À quelques semaines d’annoncer le détail d’une réforme des retraites qui promet du sang et des larmes, le président Macron a lancé une intox pendant sa conférence de presse du 25 avril : « Les Français travaillent moins que les voisins. » C’est faux, quel que soit le critère retenu. La durée légale de travail hebdomadaire des salariés est fixée en France à 35 heures, mais la durée effective est supérieure, 36,3 heures, et est comparable à celle dans les pays voisins, voire plus élevée qu’ailleurs : 36,2 heures en Suède, 35,5 heures en Italie, 34,8 heures en Allemagne, 32,3 heures au Danemark, 29,3 heures aux Pays-Bas. Si on ne retient que les salariés à temps complet, la moyenne européenne est de 40,3 heures, et en France de 39,1 heures.

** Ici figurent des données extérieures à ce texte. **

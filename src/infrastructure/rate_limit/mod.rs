//! Rate limiting infrastructure
//!
//! Counter stores (in-memory, Redis, PostgreSQL) and the limiter that
//! applies windows and the failure policy on top of them.

mod in_memory;
mod limiter;
mod postgres;
mod redis;

pub use in_memory::InMemoryRateLimitStore;
pub use limiter::{RateLimiter, DEFAULT_WINDOW};
pub use postgres::PostgresRateLimitStore;
pub use redis::RedisRateLimitStore;
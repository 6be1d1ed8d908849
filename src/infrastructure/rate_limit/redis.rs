//! Redis counter store
//!
//! One key per `(subject, endpoint, window_start)`; the check and the
//! increment run inside a single Lua script so concurrent gateways never
//! over-admit.

use std::fmt;

use async_trait::async_trait;
use chrono::{DateTime, Utc};
use redis::aio::ConnectionManager;
use redis::{AsyncCommands, Client, Script};

use crate::domain::rate_limit::{CounterState, RateLimitKey, RateLimitStore, RateLimitWindow};
use crate::domain::DomainError;

/// Returns `{allowed, count}`; the key expires when its window ends.
const CHECK_AND_INCREMENT_SCRIPT: &str = r#"
local current = tonumber(redis.call('GET', KEYS[1]) or '0')
if current >= tonumber(ARGV[1]) then
    return {0, current}
end
current = redis.call('INCR', KEYS[1])
if current == 1 then
    redis.call('EXPIREAT', KEYS[1], ARGV[2])
end
return {1, current}
"#;

/// Redis-backed counter store shared by every gateway instance
#[derive(Clone)]
pub struct RedisRateLimitStore {
    connection: ConnectionManager,
    key_prefix: String,
    script: Script,
}

impl fmt::Debug for RedisRateLimitStore {
    fn fmt(&self, f: &mut fmt::Formatter<'_>) -> fmt::Result {
        f.debug_struct("RedisRateLimitStore")
            .field("key_prefix", &self.key_prefix)
            .field("connection", &"<ConnectionManager>")
            .finish()
    }
}

impl RedisRateLimitStore {
    pub async fn connect(url: &str, key_prefix: impl Into<String>) -> Result<Self, DomainError> {
        let client = Client::open(url).map_err(|e| {
            DomainError::unavailable("redis", format!("Failed to create Redis client: {}", e))
        })?;

        let connection = ConnectionManager::new(client).await.map_err(|e| {
            DomainError::unavailable("redis", format!("Failed to connect to Redis: {}", e))
        })?;

        Ok(Self {
            connection,
            key_prefix: key_prefix.into(),
            script: Script::new(CHECK_AND_INCREMENT_SCRIPT),
        })
    }

    fn redis_key(&self, key: &RateLimitKey, window: &RateLimitWindow) -> String {
        counter_key(&self.key_prefix, key, window)
    }
}

fn counter_key(prefix: &str, key: &RateLimitKey, window: &RateLimitWindow) -> String {
    format!("{}:{}:{}", prefix, key, window.start.timestamp())
}

#[async_trait]
impl RateLimitStore for RedisRateLimitStore {
    async fn check_and_increment(
        &self,
        key: &RateLimitKey,
        limit: u32,
        window: &RateLimitWindow,
    ) -> Result<CounterState, DomainError> {
        let mut conn = self.connection.clone();

        let (allowed, count): (i64, i64) = self
            .script
            .key(self.redis_key(key, window))
            .arg(limit)
            .arg(window.end.timestamp())
            .invoke_async(&mut conn)
            .await
            .map_err(|e| {
                DomainError::unavailable("redis", format!("Rate limit script failed: {}", e))
            })?;

        Ok(CounterState {
            allowed: allowed == 1,
            count: count.max(0) as u64,
        })
    }

    async fn current(
        &self,
        key: &RateLimitKey,
        window: &RateLimitWindow,
    ) -> Result<u64, DomainError> {
        let mut conn = self.connection.clone();

        let count: Option<u64> = conn.get(self.redis_key(key, window)).await.map_err(|e| {
            DomainError::unavailable("redis", format!("Failed to read counter: {}", e))
        })?;

        Ok(count.unwrap_or(0))
    }

    async fn prune_expired(&self, _before: DateTime<Utc>) -> Result<u64, DomainError> {
        // Keys carry EXPIREAT at their window end
        Ok(0)
    }

    fn backend(&self) -> &'static str {
        "redis"
    }
}
//! PostgreSQL counter store

use async_trait::async_trait;
use chrono::{DateTime, Utc};
use sqlx::PgPool;

use crate::domain::rate_limit::{CounterState, RateLimitKey, RateLimitStore, RateLimitWindow};
use crate::domain::DomainError;

/// Counter rows in `rate_limit_counters`
///
/// The upsert only increments while `count < limit`; a denied request
/// returns no row and the current count is read back separately.
#[derive(Debug, Clone)]
pub struct PostgresRateLimitStore {
    pool: PgPool,
}

impl PostgresRateLimitStore {
    pub fn new(pool: PgPool) -> Self {
        Self { pool }
    }
}

#[async_trait]
impl RateLimitStore for PostgresRateLimitStore {
    async fn check_and_increment(
        &self,
        key: &RateLimitKey,
        limit: u32,
        window: &RateLimitWindow,
    ) -> Result<CounterState, DomainError> {
        let subject = key.subject.to_string();

        let incremented: Option<i64> = sqlx::query_scalar(
            r#"
            INSERT INTO rate_limit_counters (subject, endpoint, window_start, window_end, count)
            SELECT $1, $2, $3, $4, 1
            WHERE $5 > 0
            ON CONFLICT (subject, endpoint, window_start)
            DO UPDATE SET count = rate_limit_counters.count + 1
            WHERE rate_limit_counters.count < $5
            RETURNING count
            "#,
        )
        .bind(&subject)
        .bind(&key.endpoint)
        .bind(window.start)
        .bind(window.end)
        .bind(i64::from(limit))
        .fetch_optional(&self.pool)
        .await
        .map_err(|e| DomainError::storage(format!("Failed to increment rate limit counter: {}", e)))?;

        match incremented {
            Some(count) => Ok(CounterState {
                allowed: true,
                count: count.max(0) as u64,
            }),
            None => Ok(CounterState {
                allowed: false,
                count: self.current(key, window).await?,
            }),
        }
    }

    async fn current(
        &self,
        key: &RateLimitKey,
        window: &RateLimitWindow,
    ) -> Result<u64, DomainError> {
        let count: Option<i64> = sqlx::query_scalar(
            r#"
            SELECT count FROM rate_limit_counters
            WHERE subject = $1 AND endpoint = $2 AND window_start = $3
            "#,
        )
        .bind(key.subject.to_string())
        .bind(&key.endpoint)
        .bind(window.start)
        .fetch_optional(&self.pool)
        .await
        .map_err(|e| DomainError::storage(format!("Failed to read rate limit counter: {}", e)))?;

        Ok(count.unwrap_or(0).max(0) as u64)
    }

    async fn prune_expired(&self, before: DateTime<Utc>) -> Result<u64, DomainError> {
        let result = sqlx::query("DELETE FROM rate_limit_counters WHERE window_end <= $1")
            .bind(before)
            .execute(&self.pool)
            .await
            .map_err(|e| DomainError::storage(format!("Failed to prune rate limit counters: {}", e)))?;

        Ok(result.rows_affected())
    }

    fn backend(&self) -> &'static str {
        "postgres"
    }
}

Mesurée à l’année, la durée du travail est plus élevée en France (1 526 heures) qu’en Allemagne (1 356 heures) et au Danemark (1 408 heures). Sur l’ensemble de la vie active, la France se situe autour de la moyenne européenne. En nombre d’années moyen de vie active : 35 ans en France et en Espagne, 38,1 en Allemagne, 32,6 en Belgique, 31,2 en Italie.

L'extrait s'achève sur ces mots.